Of course, I infer much more for the drama. OG probably thought nothing of it. The two of them probably had a giggle after OG skunked him in a round of cribbage on the flight to Utah. Flynn’s probably in love with the new Raptor strategy and, happily, awaiting his few opportunities to get more reps.

Or the only thing he’s thinking about that entire sequence – 24/7, for that matter – is…fuck’em all.

     10. More Barnes Back to the Basket, Please

He posts up once a game. Scottie does.

Small sample size, to say the least, but, so far, he scores 1 point per possession there. That’s upper league echelon.

I want more. The Raptors need more.

I’ve said it before and I’ll say it again. More.

Scottie gives coaches cause for an Ativan prescription. Guards are too small and bigs too slow. He has the court vision of a top-passing guard and tremendous finish in, around, and over (we all saw what he did to Domatas Sabonis) the rim too.

He also already makes chop liver outta the short corner. As a Raptor drives, Scottie gravitates towards the rim for a dump pass or a rebound. Over and over, again, he’s milked it.


(That’s just one game).

It all beggggsss for more post play. You see how easy it is for him already.


I don’t know if you want to call all of these post-ups – Barnes seems to thrive off a little momentum. But you get the point. He’s wholly unpolished and still devouring. Wait till the doubles come and his passing comes to power.

And, friends, dear friends, imagine, just for a moment, if you will, a Barnes who hits fadeaways, like he did against James Harden in that last clip, on the regular…gooooood night, see-ya-later, hullo momma, hullo daddy, here comes the big money, we’re going off to the Big Show.

I imagine dumping it down to him with a winding shot clock, a simple drop-step baby-hook after a couple of hard dribbles into the defenders belly. Nada más. Even if he doesn’t get the ball, he’s in prime position for offensive glass poundage.

I understand the hesitation. Birch and Achiuwa are the bigs. Things could get crowded.

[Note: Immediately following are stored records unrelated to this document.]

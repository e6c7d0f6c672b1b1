//! Header to schema field correspondence.

use manifest_map::{MappingEngine, derive_flags};
use manifest_model::{ManifestSchema, MappingResult};

use crate::accessor::Accessor;
use crate::context::ReconcileContext;
use crate::error::{ProvenanceError, Result};
use crate::state::SharedState;

/// Maps the upload's headers onto the schema.
///
/// Never fails on unmatched names; gaps are reported in the result lists.
pub struct MappingAccessor;

impl MappingAccessor {
    fn schema<'s>(&self, state: &'s SharedState) -> Result<&'s ManifestSchema> {
        state.schema.as_ref().ok_or(ProvenanceError::MissingSlot {
            step: "mapping",
            slot: "schema",
        })
    }
}

impl Accessor for MappingAccessor {
    type Slot = MappingResult;

    fn name(&self) -> &'static str {
        "mapping"
    }

    fn slot<'s>(&self, state: &'s SharedState) -> Option<&'s MappingResult> {
        state.mapping.as_ref()
    }

    fn slot_mut<'s>(&self, state: &'s mut SharedState) -> &'s mut Option<MappingResult> {
        &mut state.mapping
    }

    /// Only a fresh upload that has not been structured yet is mapped.
    fn is_stale(&self, state: &SharedState) -> bool {
        self.slot(state).is_none() && state.has_raw() && state.structured().is_none()
    }

    fn build(&self, _ctx: &ReconcileContext<'_>, state: &SharedState) -> Result<MappingResult> {
        let schema = self.schema(state)?;
        let rows = state.raw().unwrap_or_default();
        Ok(MappingEngine::new(schema).map_rows(rows))
    }

    /// Flags are re-derived so a hand edited mapping is judged afresh.
    fn validate(
        &self,
        _ctx: &ReconcileContext<'_>,
        state: &SharedState,
        slot: &mut MappingResult,
    ) -> Result<()> {
        derive_flags(self.schema(state)?, slot);
        Ok(())
    }
}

Maybe…just maybe…this leads to a conversation of Barnes coming off the bench. I feel sick have typed those words, I gotta go lie down.

Reminder: bench stinkkkkksss. Insert Barnes and Flynn/Banton, run some P&R, as I encouraged last week, and then start hammering it down low with Scottie.

Worst case scenario, Boucher’s opposite corner waiting to fling…bad example…👍.